Amílcar Falcão, na manhã subsequente, demitiu o professor de russo, que desde que se reformara trabalhava gratuitamente na instituição.
Amílcar Falcão demitiu o professor de russo sem o ouvir, sem falar com ele, sem lhe dar qualquer hipótese de argumentação.
Amílcar Falcão, reitor da Universidade de Coimbra, recusou o mais básico direito à defesa de alguém, volto a recordar, que trabalhou para aquela instituição 35 anos e que ajudou a fundar o Centro de Estudos que aquela mesma universidade decidiu criar em 2012, era Falcão vice-reitor.
Amílcar Falcão tratou, isso sim, de escrever um comunicado para a imprensa a anunciar o afastamento do professor de russo denunciado na TV.
Amílcar Falcão decidiu, ainda, nessa mesma manhã de 10 de maio, prestar declarações a alguns órgãos de comunicação social para espalhar a novidade.
No dia seguinte, Amílcar Falcão recusou dizer a um jornalista da agência Lusa quais os factos em que se suportou para ter tomado tal decisão. Também recusou dizer quando soube de tais alegações. E disse achar adequado não ter aberto um processo disciplinar ou de averiguações que permitisse uma investigação séria às suspeitas levantadas.

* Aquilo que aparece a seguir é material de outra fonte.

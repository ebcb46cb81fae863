use bevy_ecs::prelude::*;
use serde::{Deserialize, Serialize};

/// Why a run ended. Terminal conditions are defined end states, not errors.
#[derive(Debug, Clone, Copy, PartialEq, Eq, Serialize, Deserialize)]
pub enum GameOverReason {
    HealthExhausted,
    Bankrupt,
}

impl GameOverReason {
    pub fn message(self) -> &'static str {
        match self {
            GameOverReason::HealthExhausted => "Your health ran out.",
            GameOverReason::Bankrupt => "You went bankrupt.",
        }
    }
}

/// Whether the run is still accepting turns. Once over, no further week
/// advancement is accepted and no new content is generated.
#[derive(Resource, Debug, Clone, Copy, Default, PartialEq, Eq, Serialize, Deserialize)]
pub enum GameStatus {
    #[default]
    Running,
    Over {
        reason: GameOverReason,
    },
}

impl GameStatus {
    pub fn is_over(self) -> bool {
        matches!(self, GameStatus::Over { .. })
    }

    pub fn reason(self) -> Option<GameOverReason> {
        match self {
            GameStatus::Running => None,
            GameStatus::Over { reason } => Some(reason),
        }
    }
}

/// Scratch totals for the week in flight: role income accrues here before the
/// agent's cut and the final settlement, and completions are counted so the
/// facade knows when a checkpoint save is due. Reset at the top of each week.
#[derive(Resource, Debug, Clone, Copy, Default)]
pub struct WeeklyLedger {
    pub income: i64,
    pub completions: u32,
}

impl WeeklyLedger {
    pub fn reset(&mut self) {
        *self = WeeklyLedger::default();
    }
}
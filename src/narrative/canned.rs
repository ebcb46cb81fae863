use super::*;

/// Rule-based offline generator. Keeps every generator-dependent flow alive
/// without a text backend: templated strings, neutral numeric scores. The
/// knobs are public so tests can pin a branch (e.g. force a chemistry match).
#[derive(Debug, Clone)]
pub struct CannedNarrator {
    pub chemistry: i32,
    pub relationship_change: i32,
    pub review_count: usize,
}

impl CannedNarrator {
    pub fn new() -> Self {
        Self {
            chemistry: 50,
            relationship_change: 5,
            review_count: 3,
        }
    }
}

impl Default for CannedNarrator {
    fn default() -> Self {
        Self::new()
    }
}

impl NarrativeGenerator for CannedNarrator {
    fn fan_reviews(&mut self, context: &FanReviewContext) -> Result<Vec<String>, NarrativeError> {
        let lines = [
            format!("\"{}\" is exactly what a {} should be.", context.title, context.genre),
            format!("Went in skeptical, came out a fan. {}.", context.outcome),
            format!("Saw \"{}\" twice already.", context.title),
        ];
        Ok(lines.into_iter().take(self.review_count).collect())
    }

    fn proactive_message(
        &mut self,
        context: &ProactiveDmContext,
    ) -> Result<String, NarrativeError> {
        Ok(match context.recent_project.as_deref() {
            Some(title) => format!(
                "Hey {}, heard about \"{}\" wrapping. We should catch up.",
                context.player_name, title
            ),
            None => format!("Hey {}, quiet week out here. How are you holding up?", context.player_name),
        })
    }

    fn dm_reply(&mut self, context: &DmReplyContext) -> Result<String, NarrativeError> {
        Ok(format!(
            "Good hearing from you, {}. Let's talk soon.",
            context.player_name
        ))
    }

    fn dating_profiles(
        &mut self,
        context: &DatingPoolContext,
    ) -> Result<Vec<ProfileSeed>, NarrativeError> {
        let gender = |preferred: &str| match context.preference {
            DatingPreference::Male => "Male".to_string(),
            DatingPreference::Female => "Female".to_string(),
            DatingPreference::Everyone => preferred.to_string(),
        };
        Ok(vec![
            ProfileSeed {
                name: "Rowan Ellis".to_string(),
                age: context.player_age + 2,
                gender: gender("Non-binary"),
                profession: "Architect".to_string(),
                bio: "Designing skylines by day, chasing taco trucks by night.".to_string(),
            },
            ProfileSeed {
                name: "Priya Malhotra".to_string(),
                age: context.player_age + 4,
                gender: gender("Female"),
                profession: "Emergency physician".to_string(),
                bio: "I keep calm under pressure. Your premiere-night nerves don't scare me."
                    .to_string(),
            },
            ProfileSeed {
                name: "Theo Banks".to_string(),
                age: context.player_age.saturating_sub(1).max(18),
                gender: gender("Male"),
                profession: "Session musician".to_string(),
                bio: "Touring less, cooking more. Looking for someone to share leftovers with."
                    .to_string(),
            },
        ])
    }

    fn date_outcome(&mut self, context: &DateContext) -> Result<DateOutcome, NarrativeError> {
        Ok(DateOutcome {
            summary: format!(
                "You and {} talked for hours over dinner.",
                context.profile.name
            ),
            chemistry: self.chemistry,
        })
    }

    fn interaction_scene(
        &mut self,
        context: &SceneContext,
    ) -> Result<InteractionScene, NarrativeError> {
        Ok(InteractionScene {
            scenario: format!(
                "Between takes on \"{}\", {} waves you over to run the next scene.",
                context.title, context.npc_name
            ),
            choices: vec![
                InteractionChoice {
                    text: "Run lines together".to_string(),
                    outcome: ChoiceOutcome {
                        relationship_change: self.relationship_change,
                        log_message: format!(
                            "You ran lines with {} and found a better rhythm.",
                            context.npc_name
                        ),
                        happiness: 2,
                        reputation: 0,
                        performance: 3,
                    },
                },
                InteractionChoice {
                    text: "Beg off and take five".to_string(),
                    outcome: ChoiceOutcome {
                        relationship_change: -self.relationship_change,
                        log_message: format!("You brushed {} off between takes.", context.npc_name),
                        happiness: 1,
                        reputation: -1,
                        performance: 0,
                    },
                },
            ],
        })
    }

    fn partner_talk(
        &mut self,
        context: &PartnerTalkContext,
    ) -> Result<PartnerTalk, NarrativeError> {
        Ok(PartnerTalk {
            scenario: format!(
                "You and {} stayed up late talking about where this is going.",
                context.partner_name
            ),
            relationship_change: self.relationship_change,
        })
    }

    fn feed_post(&mut self, context: &PostContext) -> Result<PostContent, NarrativeError> {
        let subject = context
            .current_project
            .as_deref()
            .or(context.last_project.as_deref())
            .unwrap_or("the grind");
        Ok(PostContent {
            image_description: format!(
                "{} mid-laugh on a sun-washed studio lot.",
                context.player_name
            ),
            caption: format!(
                "Another week of {}. Grateful for all of you. #hollywood #{}",
                subject, context.handle
            ),
        })
    }
}

/// A generator with no backend at all: every call errors, exercising the
/// fallback path at each call site.
#[derive(Debug, Clone, Copy, Default)]
pub struct NullNarrator;

impl NullNarrator {
    fn unavailable<T>(&self) -> Result<T, NarrativeError> {
        Err(NarrativeError::Unavailable(
            "no narrative backend configured".to_string(),
        ))
    }
}

impl NarrativeGenerator for NullNarrator {
    fn fan_reviews(&mut self, _: &FanReviewContext) -> Result<Vec<String>, NarrativeError> {
        self.unavailable()
    }

    fn proactive_message(&mut self, _: &ProactiveDmContext) -> Result<String, NarrativeError> {
        self.unavailable()
    }

    fn dm_reply(&mut self, _: &DmReplyContext) -> Result<String, NarrativeError> {
        self.unavailable()
    }

    fn dating_profiles(
        &mut self,
        _: &DatingPoolContext,
    ) -> Result<Vec<ProfileSeed>, NarrativeError> {
        self.unavailable()
    }

    fn date_outcome(&mut self, _: &DateContext) -> Result<DateOutcome, NarrativeError> {
        self.unavailable()
    }

    fn interaction_scene(&mut self, _: &SceneContext) -> Result<InteractionScene, NarrativeError> {
        self.unavailable()
    }

    fn partner_talk(&mut self, _: &PartnerTalkContext) -> Result<PartnerTalk, NarrativeError> {
        self.unavailable()
    }

    fn feed_post(&mut self, _: &PostContext) -> Result<PostContent, NarrativeError> {
        self.unavailable()
    }
}

#[cfg(test)]
mod tests {
    use super::*;
    use crate::simulation::career::Genre;

    #[test]
    fn canned_reviews_honor_the_requested_count() {
        let mut narrator = CannedNarrator::new();
        let reviews = narrator
            .fan_reviews(&FanReviewContext {
                title: "Eternal Gambit".to_string(),
                genre: Genre::Drama,
                outcome: "Solid Hit".to_string(),
            })
            .unwrap();
        assert_eq!(reviews.len(), 3);
    }

    #[test]
    fn null_narrator_always_fails() {
        let mut narrator = NullNarrator;
        assert!(narrator
            .dm_reply(&DmReplyContext {
                npc_name: "Alex Ray".to_string(),
                personality: crate::simulation::npcs::Personality::Friendly,
                player_name: "Starry 1".to_string(),
                status: crate::simulation::social::RelationshipStatus::Friend,
                score: 60,
                history: Vec::new(),
            })
            .is_err());
    }
}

As acusações feitas por Viacheslav Medvediev e Olga Filipova, os autores do artigo inicial, secundadas depois por José Milhazes, são, em resumo, estas: Vladimir Pliassov (que nega tudo) fazia propaganda pro-Putin no Centro de Estudos Russos e tinha uma ligação aos serviços secretos russos através da Fundação Russkyi Mir, uma espécie de Instituto Camões russo com quem a Universidade de Coimbra teve um protocolo de financiamento, cancelado em dezembro de 2021.

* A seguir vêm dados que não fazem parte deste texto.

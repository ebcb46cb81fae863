use bevy_ecs::prelude::*;

use crate::data::achievements;
use crate::simulation::career::Career;
use crate::simulation::profile::PlayerProfile;
use crate::simulation::stardb::{AchievementNote, StarDb};
use crate::simulation::stats::PlayerStats;
use crate::simulation::time::GameClock;

/// System: keep the player's public database page in sync with live state.
pub fn sync_stardb_system(
    mut stardb: ResMut<StarDb>,
    profile: Res<PlayerProfile>,
    stats: Res<PlayerStats>,
    clock: Res<GameClock>,
    career: Res<Career>,
) {
    let notes: Vec<AchievementNote> = profile
        .achievements
        .iter()
        .filter_map(|id| achievements::by_id(id))
        .map(|achievement| AchievementNote {
            year: clock.age,
            text: achievement.name.to_string(),
        })
        .collect();
    stardb.upsert_player(&profile, &stats, &clock, &career, notes);
}
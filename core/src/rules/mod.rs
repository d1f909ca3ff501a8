#![deny(missing_docs)]

//! # Rule Library
//!
//! Named normalization policies built on the [`Engine`](crate::engine::Engine).
//! Each rule is a predicate/mutator pair; applying a rule runs the engine to
//! its fixed point, so every rule is idempotent.

use crate::engine::{Engine, Mapping, Settled};
use crate::error::AppResult;
use serde_json::Value;

pub mod ingest;
pub mod pipeline;
pub mod responses;
pub mod schema;

pub use ingest::IngestFileContents;
pub use pipeline::{Pipeline, RuleReport};
pub use responses::{canonical_error_response, InjectErrorResponse};
pub use schema::{
    DefaultAdditionalProperties, DefaultArrayMinItems, DefaultMinProperties, RequireAllProperties,
};

/// A named normalization policy.
pub trait Rule {
    /// Stable, kebab-case rule name used in logs and errors.
    fn name(&self) -> &str;

    /// Predicate half. See [`Predicate`](crate::engine::Predicate).
    fn matches(&self, parent: &Mapping, key: &str) -> bool;

    /// Mutator half. See [`Mutator`](crate::engine::Mutator).
    fn mutate(&self, parent: &mut Mapping, key: &str) -> AppResult<()>;

    /// Runs this rule over `document` until nothing matches.
    fn apply(&self, engine: &Engine, document: &mut Value) -> AppResult<Settled> {
        let predicate = |parent: &Mapping, key: &str| self.matches(parent, key);
        let mutator = |parent: &mut Mapping, key: &str| self.mutate(parent, key);
        engine.apply_named(self.name(), document, &predicate, &mutator)
    }
}
//! Fragment directory listing.

use oasfix_core::{AppError, AppResult};
use std::path::{Path, PathBuf};
use walkdir::WalkDir;

/// Regular files directly inside `dir`, sorted by file name.
pub fn fragment_files(dir: &Path) -> AppResult<Vec<PathBuf>> {
    if !dir.is_dir() {
        return Err(AppError::General(format!(
            "Directory not found: {}",
            dir.display()
        )));
    }

    let mut files = Vec::new();
    for entry in WalkDir::new(dir).min_depth(1).max_depth(1).sort_by_file_name() {
        let entry = entry.map_err(|e| {
            AppError::General(format!("Failed to list {}: {}", dir.display(), e))
        })?;
        if entry.file_type().is_file() {
            files.push(entry.into_path());
        }
    }
    Ok(files)
}

/// The file stem as UTF-8.
pub fn stem_of(path: &Path) -> AppResult<&str> {
    path.file_stem()
        .and_then(|stem| stem.to_str())
        .ok_or_else(|| AppError::General(format!("Unusable file name: {}", path.display())))
}

/// The file name as UTF-8.
pub fn file_name_of(path: &Path) -> AppResult<&str> {
    path.file_name()
        .and_then(|name| name.to_str())
        .ok_or_else(|| AppError::General(format!("Unusable file name: {}", path.display())))
}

Para sustentar essas acusações são apresentadas estas hipotéticas provas: uma foto de um quadro do centro com as caras de 66 escritores, entre os quais estão dois autores extremistas que defendem que a Ucrânia é russa; a exposição e utilização no interior do edifício ou em iniciativas do Centro de símbolos nacionais russos proibidos em países inimigos da Rússia ou com referências à igreja russa; a existência de fotografias de jovens, supostamente lá estudantes, que dizem que são naturais de regiões independentistas, como Donetsck, em vez de se dizerem nascidos na Ucrânia; duas fotografias de 2017 do professor russo sentado num jantar no Kremlin com centenas de pessoas (suponho que da tal Fundação Russkyi Mir, eles não explicam) e onde aparece Vladimir Putin a discursar.
Mesmo se verdadeiras - nem vou discutir isso - as provas apresentadas parecem-me demasiado fracas, quer para demonstrar a propaganda e a espionagem, quer para suscitarem uma decisão tão draconiana e intempestiva como a que Amílcar Falcão tomou, sem direito a defesa, sem direito a um procedimento justo, como todas as nossas leis e a Constituição determinam.

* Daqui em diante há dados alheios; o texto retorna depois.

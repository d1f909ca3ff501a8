#![deny(missing_docs)]

//! # Tree Mutation Engine
//!
//! Locates every mapping entry in a JSON document that satisfies a predicate,
//! applies a mutation to the parent mapping, and restarts the walk from the
//! root after each mutation. The walk finishes when a full pass finds nothing
//! to change.
//!
//! Only mappings are descended into. Arrays are opaque leaves: a mapping
//! nested inside an array element is never visited.

use crate::error::{AppError, AppResult};
use serde_json::{Map, Value};

/// A JSON object as seen by predicates and mutators.
pub type Mapping = Map<String, Value>;

/// Upper bound on restarts performed by [`Engine::default`].
pub const DEFAULT_MAX_PASSES: usize = 100_000;

/// Decides whether the entry `key` of `parent` needs mutating.
///
/// Implementations must be free of side effects and must not assume that any
/// earlier match has (or has not) been mutated yet.
pub trait Predicate {
    /// Returns `true` when `parent[key]` should be handed to the mutator.
    fn matches(&self, parent: &Mapping, key: &str) -> bool;
}

impl<F> Predicate for F
where
    F: Fn(&Mapping, &str) -> bool,
{
    fn matches(&self, parent: &Mapping, key: &str) -> bool {
        self(parent, key)
    }
}

/// Rewrites `parent` in place at or around `key`.
///
/// A mutator may add, remove or replace any number of keys. It must move the
/// document strictly towards not matching its predicate, otherwise the engine
/// will run until its pass cap is exhausted.
pub trait Mutator {
    /// Applies the change.
    fn mutate(&self, parent: &mut Mapping, key: &str) -> AppResult<()>;
}

impl<F> Mutator for F
where
    F: Fn(&mut Mapping, &str) -> AppResult<()>,
{
    fn mutate(&self, parent: &mut Mapping, key: &str) -> AppResult<()> {
        self(parent, key)
    }
}

/// Outcome of running the engine to its fixed point.
#[derive(Debug, Clone, Copy, Default, PartialEq, Eq)]
pub struct Settled {
    /// Number of mutations applied (one per restarted pass).
    pub mutations: usize,
}

impl Settled {
    /// Whether the document changed at all.
    pub fn changed(&self) -> bool {
        self.mutations > 0
    }
}

/// The restart-based traversal driver.
#[derive(Debug, Clone, Copy)]
pub struct Engine {
    max_passes: usize,
}

impl Default for Engine {
    fn default() -> Self {
        Self {
            max_passes: DEFAULT_MAX_PASSES,
        }
    }
}

impl Engine {
    /// Creates an engine with [`DEFAULT_MAX_PASSES`].
    pub fn new() -> Self {
        Self::default()
    }

    /// Creates an engine that allows up to `max_passes` mutations. A rule that
    /// still matches after that many fails with [`AppError::NoFixedPoint`].
    pub fn with_max_passes(max_passes: usize) -> Self {
        Self { max_passes }
    }

    /// Runs `predicate`/`mutator` over `document` until no entry matches.
    pub fn apply<P, M>(
        &self,
        document: &mut Value,
        predicate: &P,
        mutator: &M,
    ) -> AppResult<Settled>
    where
        P: Predicate + ?Sized,
        M: Mutator + ?Sized,
    {
        self.apply_named("<anonymous>", document, predicate, mutator)
    }

    /// Same as [`Engine::apply`], naming the rule in the pass-cap error.
    pub fn apply_named<P, M>(
        &self,
        name: &str,
        document: &mut Value,
        predicate: &P,
        mutator: &M,
    ) -> AppResult<Settled>
    where
        P: Predicate + ?Sized,
        M: Mutator + ?Sized,
    {
        let Value::Object(root) = document else {
            return Ok(Settled::default());
        };

        let mut settled = Settled::default();
        while settle_pass(root, predicate, mutator)? {
            if settled.mutations == self.max_passes {
                return Err(AppError::NoFixedPoint {
                    rule: name.to_string(),
                    passes: settled.mutations,
                });
            }
            settled.mutations += 1;
        }

        Ok(settled)
    }
}

/// Runs the default engine and hands the (mutated) document back.
pub fn apply<'a, P, M>(
    document: &'a mut Value,
    predicate: &P,
    mutator: &M,
) -> AppResult<&'a mut Value>
where
    P: Predicate + ?Sized,
    M: Mutator + ?Sized,
{
    Engine::default().apply(document, predicate, mutator)?;
    Ok(document)
}

/// One depth-first pass. Returns `true` as soon as a mutation was applied;
/// the caller must then restart from the root.
fn settle_pass<P, M>(mapping: &mut Mapping, predicate: &P, mutator: &M) -> AppResult<bool>
where
    P: Predicate + ?Sized,
    M: Mutator + ?Sized,
{
    // Snapshot the keys so the mutator is free to reshape `mapping`; the pass
    // ends right after it runs.
    let keys: Vec<String> = mapping.keys().cloned().collect();

    for key in &keys {
        if predicate.matches(mapping, key) {
            mutator.mutate(mapping, key)?;
            return Ok(true);
        }
        if let Some(Value::Object(child)) = mapping.get_mut(key) {
            if settle_pass(child, predicate, mutator)? {
                return Ok(true);
            }
        }
    }

    Ok(false)
}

Amílcar Falcão não usou práticas decorrentes de uma cultura democrática para resolver o problema que defrontou; não usou sequer o bom senso; usou um expedito processo ditatorial.
Dado o que se passou, não se deve agora discutir se Amílcar Falcão pode continuar a ser reitor de uma Universidade pública, de uma instituição do Estado português, que é um país de direito democrático?
Eu acho que sim, acho que se deve debater o emprego de Amílcar Falcão - dando-lhe, porém, o direito, não só democrático, mas de decência humana mínima, de ele poder defender-se em condições, coisa que ele negou a Vladimir Pliassov, o professor de russo que adorava a hospitalidade dos portugueses."
Fica a pergunta que dá o título ao texto escrito por Pedro Tadeu no Diário de Notícias: "O reitor da Universidade de Coimbra deveria ser demitido?"